## Problem requirements:
It is required that all of the data be written out exactly.

Records contained in a dataset:
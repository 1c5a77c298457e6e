//! Logging configuration.

use super::parse::env_or;
use super::ConfigError;

/// Output format of log lines.
#[derive(Clone, Copy, Debug, PartialEq, Eq)]
pub enum LogFormat {
    /// Human-readable single line.
    Text,
    /// One JSON object per line.
    Json,
}

/// Logging configuration loaded from environment.
#[derive(Clone, Debug)]
pub struct LoggingConfig {
    /// Log level filter (from LOG_LEVEL or RUST_LOG).
    pub filter: String,
    /// Output format (from LOG_FORMAT).
    pub format: LogFormat,
    /// Service name for structured logging.
    pub service_name: String,
}

impl LoggingConfig {
    /// Load configuration from environment variables.
    ///
    /// Priority for the filter: LOG_LEVEL > RUST_LOG > default.
    ///
    /// LOG_LEVEL accepts simple values: trace, debug, info, warn, error
    /// RUST_LOG accepts full tracing filter syntax: leaf_http=debug,hyper=warn
    pub fn from_env() -> Result<Self, ConfigError> {
        let format = match env_or("LOG_FORMAT", "text").to_lowercase().as_str() {
            "text" => LogFormat::Text,
            "json" => LogFormat::Json,
            other => {
                return Err(ConfigError::Invalid {
                    key: "LOG_FORMAT".into(),
                    message: format!("expected text or json, got '{}'", other),
                })
            }
        };

        Ok(Self {
            filter: Self::resolve_log_filter(
                std::env::var("LOG_LEVEL").ok(),
                std::env::var("RUST_LOG").ok(),
            ),
            format,
            service_name: env_or("SERVICE_NAME", "leaf_http"),
        })
    }

    fn resolve_log_filter(log_level: Option<String>, rust_log: Option<String>) -> String {
        if let Some(level) = log_level {
            let level = level.to_lowercase();
            match level.as_str() {
                "trace" | "debug" | "info" | "warn" | "error" => {
                    return format!("leaf_http={}", level);
                }
                _ => {
                    eprintln!(
                        "Warning: Invalid LOG_LEVEL '{}', expected: trace, debug, info, warn, error",
                        level
                    );
                }
            }
        }

        if let Some(filter) = rust_log {
            return filter;
        }

        "leaf_http=info".to_string()
    }
}

impl Default for LoggingConfig {
    fn default() -> Self {
        Self {
            filter: "leaf_http=info".to_string(),
            format: LogFormat::Text,
            service_name: "leaf_http".to_string(),
        }
    }
}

## Solved exercise:
repository 1c5a77c298457e6e
//! Logging configuration.

use super::parse::env_or;
use super::ConfigError;

/// Output format of log lines.
#[derive(Clone, Copy, Debug, PartialEq, Eq)]
pub enum LogFormat {
    /// Human-readable single line.
    Text,
    /// One JSON object per line.
    Json,
}

/// Logging configuration loaded from environment.
#[derive(Clone, Debug)]
pub struct LoggingConfig {
    /// Log level filter (from LOG_LEVEL or RUST_LOG).
    pub filter: String,
    /// Output format (from LOG_FORMAT).
    pub format: LogFormat,
    /// Service name for structured logging.
    pub service_name: String,
}

impl LoggingConfig {
    /// Load configuration from environment variables.
    ///
    /// Priority for the filter: LOG_LEVEL > RUST_LOG > default.
    ///
    /// LOG_LEVEL accepts simple values: trace, debug, info, warn, error
    /// RUST_LOG accepts full tracing filter syntax: leaf_http=debug,hyper=warn
    pub fn from_env() -> Result<Self, ConfigError> {
        let format = match env_or("LOG_FORMAT", "text").to_lowercase().as_str() {
            "text" => LogFormat::Text,
            "json" => LogFormat::Json,
            other => {
                return Err(ConfigError::Invalid {
                    key: "LOG_FORMAT".into(),
                    message: format!("expected text or json, got '{}'", other),
                })
            }
        };

        Ok(Self {
            filter: Self::resolve_log_filter(
                std::env::var("LOG_LEVEL").ok(),
                std::env::var("RUST_LOG").ok(),
            ),
            format,
            service_name: env_or("SERVICE_NAME", "leaf_http"),
        })
    }

    fn resolve_log_filter(log_level: Option<String>, rust_log: Option<String>) -> String {
        if let Some(level) = log_level {
            let level = level.to_lowercase();
            match level.as_str() {
                "trace" | "debug" | "info" | "warn" | "error" => {
                    return format!("leaf_http={}", level);
                }
                _ => {
                    eprintln!(
                        "Warning: Invalid LOG_LEVEL '{}', expected: trace, debug, info, warn, error",
                        level
                    );
                }
            }
        }

        if let Some(filter) = rust_log {
            return filter;
        }

        "leaf_http=info".to_string()
    }
}

impl Default for LoggingConfig {
    fn default() -> Self {
        Self {
            filter: "leaf_http=info".to_string(),
            format: LogFormat::Text,
            service_name: "leaf_http".to_string(),
        }
    }
}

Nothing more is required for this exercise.